If the Ayn Rand style social experiment envisioned by young venture capitalist Peter Thiel ever gets off the ground, or more accurately if it floats, since it's to be conducted on an artificial island, we may get a more definitive answer in a much shorter period of time, or so I suspect. Thiel, the fellow who helped found Paypal and Facebook, would like to construct a series of floating city-states in the Pacific where the 'principles' of Ms. Rand would be tested. They would somehow be established along "strict libertarian lines with a minimalist government free from the regulation, laws, and moral suasion of any landlocked country" says Details Magazine.

How a technology-intensive creation such as a floating city could be built without rules puzzles me since the builders and owners would in essence be the government and a government responsible only to its investors like Thiel and Patri Friedman, ultra-Libertarian grandson of economist Milton Friedman and the brains behind the idea. What sounds Libertarian on the drawing board may be corporatocracy at sea -- or perhaps just a bunch of little boys whose adulthood has been stunted by their massive wealth, playing Peter Pan. I have to wonder which one is Wendy.

And of course, the islanders wouldn't be randomly selected from the teeming masses real America is composed of, if I'm guessing correctly, so perhaps the Island of Randtopian Objectivist Dreams wouldn't have to deal with the real world's most intractable problems nor would any lessons learned about the value of living without the burden of altruistic responsibility be worth the effort. Think of a Petri dish with a Plague bacteria culture. One might never know the dangers it presents since the vectors that spread it aren't present as it sits there peacefully digesting its agar.

Our country has long been home to many social experiments, some of which have withered away either by banning reproduction or lack of further interest by the participants. Some have gradually turned from the founding principles and melted into the larger American pot. Some are alive and growing, even if slowly changing.

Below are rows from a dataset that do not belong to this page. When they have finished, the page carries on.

//! Media reference resolution.
//!
//! References are found by scanning the raw document text rather than the
//! parsed tree, so markup that lives inside escaped item text is still seen.
//! Each distinct raw reference yields exactly one record, classified as:
//! - `external` when it carries a URL scheme or is protocol-relative
//! - `resolved` / `missing` when a container inventory is available
//! - `unknown` otherwise

use lazy_static::lazy_static;
use lmsdiag_core::ParsedDocument;
use percent_encoding::percent_decode_str;
use regex::Regex;
use serde::{Deserialize, Serialize};
use std::collections::{BTreeSet, HashSet};

/// Placeholder base path Common Cartridge exports put in front of file references.
pub const FILEBASE_TOKENS: &[&str] = &["$IMS-CC-FILEBASE$", "$IMS_CC_FILEBASE$"];

/// Directory file-base content lives in inside Common Cartridge packages.
pub const WEB_RESOURCES_DIR: &str = "web_resources/";

lazy_static! {
    /// Media attributes specific to assessment markup.
    static ref STRUCTURAL_ATTR: Regex = Regex::new(
        r#"(?i)<(?:[\w.-]+:)?(?:matimage|mataudio|matvideo|matapplet|matapplication)\b[^>]*?\buri\s*=\s*(?:"([^"]*)"|'([^']*)')|<(?:[\w.-]+:)?object\b[^>]*?\bdata\s*=\s*(?:"([^"]*)"|'([^']*)')"#
    ).unwrap();

    /// Generic `src`/`href` attributes, including entity-escaped quotes used
    /// inside item text.
    static ref MARKUP_ATTR: Regex = Regex::new(
        r#"(?i)\b(?:src|href)\s*=\s*(?:"([^"]*)"|'([^']*)'|&quot;(.*?)&quot;|&#34;(.*?)&#34;|&#39;(.*?)&#39;)"#
    ).unwrap();

    static ref URL_SCHEME: Regex = Regex::new(r"^[A-Za-z][A-Za-z0-9+.\-]*://").unwrap();
}

/// Schemes that never point at a package resource.
const NON_RESOURCE_PREFIXES: &[&str] = &["#", "mailto:", "javascript:", "data:", "tel:", "about:"];

#[derive(Debug, Clone, Copy, PartialEq, Eq, Serialize, Deserialize)]
#[serde(rename_all = "snake_case")]
pub enum SourceKind {
    StructuralAttribute,
    MarkupAttribute,
}

#[derive(Debug, Clone, Copy, PartialEq, Eq, Hash, Serialize, Deserialize)]
#[serde(rename_all = "snake_case")]
pub enum Resolution {
    Resolved,
    Missing,
    External,
    Unknown,
}

#[derive(Debug, Clone, PartialEq, Serialize, Deserialize)]
#[serde(rename_all = "camelCase")]
pub struct MediaReference {
    pub raw_reference: String,
    pub decoded_reference: String,
    pub normalized_path: String,
    pub source_kind: SourceKind,
    pub classification: Resolution,
    pub is_internal: bool,
    #[serde(skip_serializing_if = "Option::is_none")]
    pub source_file: Option<String>,
}

/// What a container says it holds and what it actually holds, keyed for
/// case-insensitive, separator-normalized lookup.
#[derive(Debug, Clone, Default)]
pub struct ContainerInventory {
    declared: HashSet<String>,
    physical: HashSet<String>,
}

impl ContainerInventory {
    pub fn new<D, P>(declared: D, physical: P) -> Self
    where
        D: IntoIterator,
        D::Item: AsRef<str>,
        P: IntoIterator,
        P::Item: AsRef<str>,
    {
        Self {
            declared: declared.into_iter().map(|p| lookup_key(p.as_ref())).collect(),
            physical: physical.into_iter().map(|p| lookup_key(p.as_ref())).collect(),
        }
    }

    /// Present in either the declared or the physical listing.
    pub fn contains(&self, path: &str) -> bool {
        let key = lookup_key(path);
        self.physical.contains(&key) || self.declared.contains(&key)
    }
}

/// Normalize a path for inventory comparison: forward slashes, no `./` or
/// leading `/`, `..` segments collapsed, lowercase.
pub fn lookup_key(path: &str) -> String {
    let unified = path.replace('\\', "/");
    let mut segments: Vec<&str> = Vec::new();
    for segment in unified.split('/') {
        match segment {
            "" | "." => {}
            ".." => {
                segments.pop();
            }
            s => segments.push(s),
        }
    }
    segments.join("/").to_lowercase()
}

/// Raw references in source order, deduplicated by raw value.
pub fn scan_references(source: &str) -> Vec<(String, SourceKind)> {
    let mut found: Vec<(usize, String, SourceKind)> = Vec::new();
    for (pattern, kind) in [
        (&*STRUCTURAL_ATTR, SourceKind::StructuralAttribute),
        (&*MARKUP_ATTR, SourceKind::MarkupAttribute),
    ] {
        for caps in pattern.captures_iter(source) {
            if let Some(m) = caps.iter().skip(1).flatten().next() {
                found.push((m.start(), m.as_str().trim().to_string(), kind));
            }
        }
    }
    found.sort_by_key(|(pos, _, _)| *pos);

    let mut seen = HashSet::new();
    found
        .into_iter()
        .filter(|(_, raw, _)| !raw.is_empty() && seen.insert(raw.clone()))
        .map(|(_, raw, kind)| (raw, kind))
        .collect()
}

/// Percent-decode a reference. Entity-escaped ampersands are unescaped
/// first. A value that does not decode to UTF-8 is returned unchanged.
pub fn decode_reference(raw: &str) -> String {
    let unescaped = raw.replace("&amp;", "&");
    match percent_decode_str(&unescaped).decode_utf8() {
        Ok(decoded) => decoded.into_owned(),
        Err(_) => raw.to_string(),
    }
}

pub fn is_external(reference: &str) -> bool {
    reference.starts_with("//") || URL_SCHEME.is_match(reference)
}

fn strip_filebase(path: &str) -> (String, bool) {
    for token in FILEBASE_TOKENS {
        if let Some(idx) = path.find(token) {
            let rest = &path[idx + token.len()..];
            return (rest.trim_start_matches('/').to_string(), true);
        }
    }
    (path.to_string(), false)
}

/// Path used for inventory lookups: forward slashes, placeholder base path
/// stripped, no leading `./`, query and fragment removed.
pub fn normalize_reference(decoded: &str) -> String {
    let (path, _) = strip_filebase(&decoded.replace('\\', "/"));
    let mut path = path.as_str();
    while let Some(rest) = path.strip_prefix("./") {
        path = rest;
    }
    let end = path.find(['?', '#']).unwrap_or(path.len());
    path[..end].to_string()
}

fn is_resource_reference(decoded: &str) -> bool {
    let lower = decoded.trim().to_lowercase();
    if lower.is_empty() || NON_RESOURCE_PREFIXES.iter().any(|p| lower.starts_with(p)) {
        return false;
    }
    // Item and manifest references are structure, not media
    let path_end = lower.find(['?', '#']).unwrap_or(lower.len());
    !lower[..path_end].ends_with(".xml")
}

/// Resolve every media reference in `doc` against an optional container
/// inventory.
pub fn resolve_references(
    doc: &ParsedDocument,
    inventory: Option<&ContainerInventory>,
) -> Vec<MediaReference> {
    let base_dir = doc.base_dir();
    scan_references(&doc.source)
        .into_iter()
        .filter_map(|(raw, source_kind)| {
            let decoded = decode_reference(&raw);
            if !is_resource_reference(&decoded) {
                return None;
            }
            let external = is_external(&decoded);
            let normalized_path = if external {
                decoded.clone()
            } else {
                normalize_reference(&decoded)
            };
            let classification = if external {
                Resolution::External
            } else {
                match inventory {
                    None => Resolution::Unknown,
                    Some(inv) => {
                        let with_filebase = strip_filebase(&decoded).1;
                        if candidates(&normalized_path, base_dir, with_filebase)
                            .iter()
                            .any(|c| inv.contains(c))
                        {
                            Resolution::Resolved
                        } else {
                            Resolution::Missing
                        }
                    }
                }
            };
            Some(MediaReference {
                raw_reference: raw,
                decoded_reference: decoded,
                normalized_path,
                source_kind,
                classification,
                is_internal: !external,
                source_file: doc.path.clone(),
            })
        })
        .collect()
}

/// Paths a relative reference may resolve to inside the container.
fn candidates(normalized: &str, base_dir: &str, with_filebase: bool) -> Vec<String> {
    let mut out = vec![normalized.to_string()];
    if !base_dir.is_empty() && !normalized.starts_with('/') {
        out.push(format!("{base_dir}{normalized}"));
    }
    if with_filebase {
        out.push(format!("{WEB_RESOURCES_DIR}{normalized}"));
    }
    out
}

/// Union of reference lists, keeping the first record per raw reference.
pub fn merge_references<I>(lists: I) -> Vec<MediaReference>
where
    I: IntoIterator<Item = Vec<MediaReference>>,
{
    let mut seen = BTreeSet::new();
    lists
        .into_iter()
        .flatten()
        .filter(|r| seen.insert(r.raw_reference.clone()))
        .collect()
}
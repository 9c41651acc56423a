//! Compatibility profiles for import targets
//!
//! A profile states which question types an importer handles fully, which
//! it handles with reduced fidelity, and how much each finding costs.

use lmsdiag_core::{DiagError, Result};
use lmsdiag_qti::QuestionType;
use serde::{Deserialize, Serialize};

use crate::Severity;

/// Score deduction per finding, by severity.
#[derive(Debug, Clone, Copy, PartialEq, Eq, Serialize, Deserialize)]
pub struct PenaltyTable {
    pub high: u32,
    pub medium: u32,
    pub low: u32,
}

impl PenaltyTable {
    pub fn for_severity(&self, severity: Severity) -> u32 {
        match severity {
            Severity::High => self.high,
            Severity::Medium => self.medium,
            Severity::Low => self.low,
        }
    }
}

/// Compatibility profile for one import target
#[derive(Debug, Clone, Serialize, Deserialize)]
pub struct CompatibilityProfile {
    /// Profile name (e.g., "canvas_classic@1.0")
    pub name: String,

    /// Target system the profile describes
    pub target: String,

    // === Type Support ===

    /// Types imported with full fidelity
    pub supported_types: Vec<QuestionType>,

    /// Types that import, but lose behaviour or formatting
    #[serde(default)]
    pub limited_types: Vec<QuestionType>,

    // === Scoring ===

    #[serde(default = "default_issue_penalties")]
    pub issue_penalties: PenaltyTable,

    #[serde(default = "default_warning_penalties")]
    pub warning_penalties: PenaltyTable,

    /// Warn when the package uses the older format version
    #[serde(default = "default_true")]
    pub warn_on_legacy: bool,
}

fn default_issue_penalties() -> PenaltyTable {
    PenaltyTable { high: 20, medium: 10, low: 5 }
}

fn default_warning_penalties() -> PenaltyTable {
    PenaltyTable { high: 10, medium: 5, low: 2 }
}

fn default_true() -> bool {
    true
}

impl CompatibilityProfile {
    /// Classic quizzes engine
    pub fn canvas_classic() -> Self {
        use QuestionType::*;
        Self {
            name: "canvas_classic@1.0".to_string(),
            target: "canvas_classic".to_string(),
            supported_types: vec![
                MultipleChoice,
                TrueFalse,
                MultipleAnswer,
                FillInBlank,
                FillInMultipleBlanks,
                MultipleDropdowns,
                Matching,
                Numerical,
                Formula,
                Essay,
                FileUpload,
                TextOnly,
            ],
            limited_types: vec![ReferencedItem],
            issue_penalties: default_issue_penalties(),
            warning_penalties: default_warning_penalties(),
            warn_on_legacy: true,
        }
    }

    /// Newer quizzes engine: wider interaction support, weaker on formula
    /// and upload items after migration
    pub fn new_quizzes() -> Self {
        use QuestionType::*;
        Self {
            name: "new_quizzes@1.0".to_string(),
            target: "new_quizzes".to_string(),
            supported_types: vec![
                MultipleChoice,
                TrueFalse,
                MultipleAnswer,
                FillInBlank,
                FillInMultipleBlanks,
                MultipleDropdowns,
                Matching,
                Numerical,
                Essay,
                TextOnly,
                Hotspot,
                Ordering,
                Categorization,
            ],
            limited_types: vec![Formula, FileUpload, ReferencedItem],
            issue_penalties: default_issue_penalties(),
            warning_penalties: default_warning_penalties(),
            warn_on_legacy: true,
        }
    }

    /// Load profile from YAML
    pub fn from_yaml(yaml: &str) -> Result<Self> {
        serde_yaml::from_str(yaml).map_err(|e| DiagError::Config(format!("compatibility profile: {e}")))
    }

    /// Get profile by target name
    pub fn for_target(target: &str) -> Self {
        match target {
            "new_quizzes" => Self::new_quizzes(),
            _ => Self::canvas_classic(),
        }
    }

    /// Names accepted by `for_target`.
    pub fn targets() -> &'static [&'static str] {
        &["canvas_classic", "new_quizzes"]
    }

    pub fn is_supported(&self, t: QuestionType) -> bool {
        self.supported_types.contains(&t) || self.limited_types.contains(&t)
    }

    pub fn is_limited(&self, t: QuestionType) -> bool {
        self.limited_types.contains(&t)
    }
}

impl Default for CompatibilityProfile {
    fn default() -> Self {
        Self::canvas_classic()
    }
}
//! Route-level tests against the in-process router.

use axum::body::{to_bytes, Body};
use axum::http::{Request, StatusCode};
use lmsdiag_api::{create_app, AppState};
use lmsdiag_engine::AnalysisOptions;
use serde_json::Value;
use std::io::{Cursor, Write};
use tower::ServiceExt;
use zip::write::SimpleFileOptions;

fn app() -> axum::Router {
    create_app(AppState::new(AnalysisOptions::default()).unwrap())
}

async fn post(uri: &str, body: Vec<u8>) -> (StatusCode, Value) {
    let response = app()
        .oneshot(
            Request::builder()
                .method("POST")
                .uri(uri)
                .header("x-lmsdiag-source", "upload.bin")
                .body(Body::from(body))
                .unwrap(),
        )
        .await
        .unwrap();
    let status = response.status();
    let bytes = to_bytes(response.into_body(), usize::MAX).await.unwrap();
    (status, serde_json::from_slice(&bytes).unwrap())
}

const CAPTURE: &str = r#"{"log":{"version":"1.2","entries":[
  {"request":{"method":"GET","url":"https://school.edu/api/v1/jwts"},"response":{"status":401}},
  {"request":{"method":"GET","url":"https://school.edu/login"},"response":{"status":401}}
]}}"#;

#[tokio::test]
async fn test_analyze_capture() {
    let (status, body) = post("/v1/analyze/har", CAPTURE.as_bytes().to_vec()).await;
    assert_eq!(status, StatusCode::OK);
    assert_eq!(body["kind"], "traffic");
    assert_eq!(body["sourceName"], "upload.bin");
    assert_eq!(body["diagnosis"]["rootCause"], "backend_service_auth_failure");
    assert_eq!(body["diagnosis"]["severity"], "critical");
}

#[tokio::test]
async fn test_generic_route_dispatches_markup() {
    let doc = r#"<assessmentItem xmlns="http://www.imsglobal.org/xsd/imsqti_v2p1" identifier="i1">
      <itemBody><extendedTextInteraction responseIdentifier="R"/></itemBody>
    </assessmentItem>"#;
    let (status, body) = post("/v1/analyze?target=new_quizzes", doc.as_bytes().to_vec()).await;
    assert_eq!(status, StatusCode::OK);
    assert_eq!(body["kind"], "assessment");
    assert_eq!(body["compatibility"]["profile"], "new_quizzes@1.0");
}

#[tokio::test]
async fn test_wrong_input_for_route() {
    let (status, body) = post("/v1/analyze/har", b"<questestinterop/>".to_vec()).await;
    assert_eq!(status, StatusCode::UNSUPPORTED_MEDIA_TYPE);
    assert_eq!(body["code"], "unsupported_media");

    let (status, _) = post("/v1/analyze/package", CAPTURE.as_bytes().to_vec()).await;
    assert_eq!(status, StatusCode::UNSUPPORTED_MEDIA_TYPE);
}

#[tokio::test]
async fn test_legacy_container_is_415() {
    let (status, body) = post("/v1/analyze", b"7z\xbc\xaf\x27\x1cpayload".to_vec()).await;
    assert_eq!(status, StatusCode::UNSUPPORTED_MEDIA_TYPE);
    assert_eq!(body["code"], "unsupported_container");
}

#[tokio::test]
async fn test_empty_container_is_422() {
    let mut writer = zip::ZipWriter::new(Cursor::new(Vec::new()));
    let options = SimpleFileOptions::default().compression_method(zip::CompressionMethod::Stored);
    writer.start_file("readme.txt", options).unwrap();
    writer.write_all(b"nothing here").unwrap();
    let bytes = writer.finish().unwrap().into_inner();

    let (status, body) = post("/v1/analyze/package", bytes).await;
    assert_eq!(status, StatusCode::UNPROCESSABLE_ENTITY);
    assert_eq!(body["code"], "no_usable_content");
    assert!(body["error"].as_str().unwrap().starts_with("CONTENT/"));
}

#[tokio::test]
async fn test_profiles_and_health() {
    let response = app()
        .oneshot(Request::builder().uri("/v1/profiles").body(Body::empty()).unwrap())
        .await
        .unwrap();
    assert_eq!(response.status(), StatusCode::OK);
    let bytes = to_bytes(response.into_body(), usize::MAX).await.unwrap();
    let body: Value = serde_json::from_slice(&bytes).unwrap();
    assert_eq!(body["default"], "canvas_classic");
    assert_eq!(body["profiles"].as_array().unwrap().len(), 2);

    let response = app()
        .oneshot(Request::builder().uri("/v1/health").body(Body::empty()).unwrap())
        .await
        .unwrap();
    assert_eq!(response.status(), StatusCode::OK);
}
//! Capture analysis settings
//!
//! Thresholds and host lists shared by the domain resolver and the
//! heuristics. The diagnosis rule tables embed these.

use serde::{Deserialize, Serialize};

/// Largest text response considered normal, in bytes.
pub const DEFAULT_OVERSIZED_THRESHOLD: u64 = 100 * 1024;

#[derive(Debug, Clone, PartialEq, Serialize, Deserialize)]
#[serde(default)]
pub struct CaptureSettings {
    /// Observability and error-reporting hosts. Matched as substrings of
    /// the lowercased request host.
    pub telemetry_hosts: Vec<String>,

    /// Most-requested hosts treated as first-party
    pub first_party_top_n: usize,

    pub oversized_threshold: u64,

    /// Upper bound on every sample list in a report
    pub sample_limit: usize,
}

impl Default for CaptureSettings {
    fn default() -> Self {
        Self {
            telemetry_hosts: [
                "sentry.io",
                "sentry-cdn",
                "ingest.sentry",
                "nr-data.net",
                "newrelic.com",
                "google-analytics.com",
                "googletagmanager.com",
                "datadoghq.com",
                "pendo.io",
            ]
            .iter()
            .map(|h| h.to_string())
            .collect(),
            first_party_top_n: 3,
            oversized_threshold: DEFAULT_OVERSIZED_THRESHOLD,
            sample_limit: 5,
        }
    }
}

impl CaptureSettings {
    pub fn is_telemetry_host(&self, host: &str) -> bool {
        let host = host.to_lowercase();
        self.telemetry_hosts.iter().any(|t| host.contains(t.as_str()))
    }
}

But a few thousand rich and aggressive millionaires on an oil rig without "government intrusion" forcing them to treat others in the way they'd like to be treated might be an interesting experiment, but what would the results actually mean in terms of conducting that kind of experiment outside the Petri dish: in a nation of 300,000,000 rich, poor, healthy, sick, young, old smart, stupid, people with varying degrees of neurosis? Would the experiment mean anything at all if everyone there were so wealthy that the normal concerns and normal needs of normal people never manifest themselves?

Beats me, but this is an experiment proposed by young billionaires full of enthusiasm and self-esteem or should I say, overweening egotism. The real problems of real life are far away from their experience and all too easy to associate with other people and dismiss as the "bad choices" lesser people make. Far too easy to move away from to a fantasy island where disease, suffering, old age and bad luck fear to tread and the good times always roll like those long Pacific swells.